When the Fab Four played Vancouver 50 years ago this week, all hell broke loose.

Jesse Donaldson 20 Aug 2014TheTyee.ca

Jesse Donaldson is an author, journalist, photographer and one of the founding members of The Dependent Magazine. His first book, This Day in Vancouver, was recently shortlisted for a B.C. Book Prize. Find his previous articles published in The Tyee here.

"There's no comparison with any other crowd I've seen -- at least the others still could think to some degree. These people have lost all ability to think." -- Bud Errington in the pages of the Vancouver Sun, Aug. 23, 1964.

Though it was 50 years ago this week, Brian Henderson vividly remembers the night the Beatles played Vancouver's Empire Stadium.

It was Aug. 22, 1964, and 17-year-old Henderson was selling programs, working, as he often did, at the Pacific National Exhibition. That evening at the stadium was different from the usual fare of soccer and BC Lions games. More than 20,000 people filled the stands, predominantly girls between the ages of nine and 13, with a few boys and men sprinkled throughout. The atmosphere was electric.

Security at Empire was tight, with over 100 police officers and multiple "crush barriers" separating the audience from the stage. (It was so tight, in fact, that at first MC Red Robinson wasn't allowed in to speak to the band.) Impatient fans endured more than an hour of opening acts, including Jackie deShannon and the Bill Black Combo. By 9 p.m., every one of the seats was full, and the Fab Four took the stage at precisely 9:23 p.m. The result was unmitigated pandemonium.

"As soon as they hit the stage, it was like a jet engine taking off," Henderson chuckles. "It was just this atavistic roar. I made sure I got down right by the front. And when they came on -- boom. Everybody rushed up to the fences. I started telling the security guys, 'Hey! People are trying to steal my money!' So they pulled me over the fence. Then I climbed over the other -- there were two rows of fencing -- and sat down with my back against the fence and watched the show right from the front. I was the closest person in the stadium."

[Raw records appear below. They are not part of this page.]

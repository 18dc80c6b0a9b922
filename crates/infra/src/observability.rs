//! Logger selection from `SCANTEL_LOG_FORMAT` and `SCANTEL_LOG_LEVEL`.

use scantel_adapters::log_sink::{LogSink, StderrLogSink};
use scantel_adapters::logger::{JsonLogger, TracingLogger};
use scantel_ports::{LogLevel, LoggerPort, log_fields};
use serde_json::Value;
use std::collections::BTreeMap;
use std::sync::Arc;
use tracing_subscriber::EnvFilter;

/// Output format selector.
pub const LOG_FORMAT_ENV: &str = "SCANTEL_LOG_FORMAT";
/// Minimum level selector.
pub const LOG_LEVEL_ENV: &str = "SCANTEL_LOG_LEVEL";

/// How log events reach stderr.
#[derive(Debug, Clone, Copy, PartialEq, Eq, Default)]
pub enum LogFormat {
    /// Human-readable lines through a `tracing-subscriber` fmt layer.
    #[default]
    Text,
    /// One JSON object per line from [`JsonLogger`].
    Json,
}

/// Resolved logging settings.
#[derive(Debug, Clone, Copy, PartialEq, Eq)]
pub struct LoggingSettings {
    /// Output format.
    pub format: LogFormat,
    /// Minimum level emitted.
    pub level: LogLevel,
}

impl Default for LoggingSettings {
    fn default() -> Self {
        Self {
            format: LogFormat::Text,
            level: LogLevel::Info,
        }
    }
}

impl LoggingSettings {
    /// Read settings from an explicit env map. Unknown values fall back to
    /// text output at `info`.
    pub fn from_env_map(env: &BTreeMap<String, String>) -> Self {
        let format = env
            .get(LOG_FORMAT_ENV)
            .filter(|value| value.trim().eq_ignore_ascii_case("json"))
            .map_or(LogFormat::Text, |_| LogFormat::Json);
        let level = env
            .get(LOG_LEVEL_ENV)
            .and_then(|value| LogLevel::parse(value))
            .unwrap_or(LogLevel::Info);
        Self { format, level }
    }

    /// Read settings from the process environment.
    pub fn from_std_env() -> Self {
        let env: BTreeMap<String, String> = [LOG_FORMAT_ENV, LOG_LEVEL_ENV]
            .into_iter()
            .filter_map(|key| std::env::var(key).ok().map(|value| (key.to_string(), value)))
            .collect();
        Self::from_env_map(&env)
    }
}

/// Build the logger for `settings`, writing JSON to stderr or forwarding to
/// `tracing`.
pub fn build_logger(settings: &LoggingSettings) -> Arc<dyn LoggerPort> {
    match settings.format {
        LogFormat::Json => {
            let sink: Arc<dyn LogSink> = Arc::new(StderrLogSink);
            Arc::new(
                JsonLogger::new(sink)
                    .with_min_level(settings.level)
                    .with_base_fields(log_fields([("service", Value::from("scantel"))])),
            )
        },
        LogFormat::Text => Arc::new(TracingLogger::new()),
    }
}

/// Install a stderr fmt subscriber filtered at `settings.level`.
///
/// Does nothing for JSON output. Returns false when another subscriber was
/// already installed.
pub fn init_tracing(settings: &LoggingSettings) -> bool {
    if settings.format == LogFormat::Json {
        return false;
    }
    tracing_subscriber::fmt()
        .with_env_filter(EnvFilter::new(settings.level.as_str()))
        .with_writer(std::io::stderr)
        .with_target(false)
        .try_init()
        .is_ok()
}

That vantage point may have made Henderson one of the few people in attendance who could actually hear the band. As was common at Beatles shows in the mid-1960s, the shrieking of hysterical fans easily overpowered the group's amplifiers, making the music all but inaudible.

"It was fine until the show started," recalls Patty Young, then 19, who was at the concert with her younger sister. "The other acts were on, and everything was fairly normal. Then, the audience just started screaming. And they kept screaming throughout the whole show. We couldn't hear anything except screaming. It was constant... We were less than three feet from the speaker, and we couldn't hear anything at all."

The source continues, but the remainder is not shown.